What needs to be done — Go to the line below containing "filename src/error.rs" and print exactly from there through the line containing "range 0 to 1.", both included. Print nothing else.

Available data —
::::

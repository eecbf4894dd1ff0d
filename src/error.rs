//! Error types for color conversion and mixing operations.

use thiserror::Error;

/// Error type for color conversion and mixing operations.
#[derive(Error, Debug, Clone, PartialEq)]
pub enum ColorError {
    /// A color array did not have exactly three elements.
    #[error("invalid array length: {0} (expected 3)")]
    InvalidArrayLength(usize),

    /// A channel value was outside the range 0 to 255.
    #[error("invalid channel value: {0} (expected 0 to 255)")]
    InvalidValue(f64),

    /// A hex code failed the format check.
    #[error("invalid hex code: {0:?}")]
    InvalidHex(String),

    /// An alpha weight was outside the range 0 to 1.
    #[error("invalid alpha: {0} (expected 0 to 1)")]
    InvalidAlpha(f64),
}

/// Result type alias using [`ColorError`].
pub type Result<T> = std::result::Result<T, ColorError>;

::::

Written answer —
filename src/error.rs
//! Error types for color conversion and mixing operations.

use thiserror::Error;

/// Error type for color conversion and mixing operations.
#[derive(Error, Debug, Clone, PartialEq)]
pub enum ColorError {
    /// A color array did not have exactly three elements.
    #[error("invalid array length: {0} (expected 3)")]
    InvalidArrayLength(usize),

    /// A channel value was outside the range 0 to 255.
    #[error("invalid channel value: {0} (expected 0 to 255)")]
    InvalidValue(f64),

    /// A hex code failed the format check.
    #[error("invalid hex code: {0:?}")]
    InvalidHex(String),

    /// An alpha weight was outside the range 0 to 1.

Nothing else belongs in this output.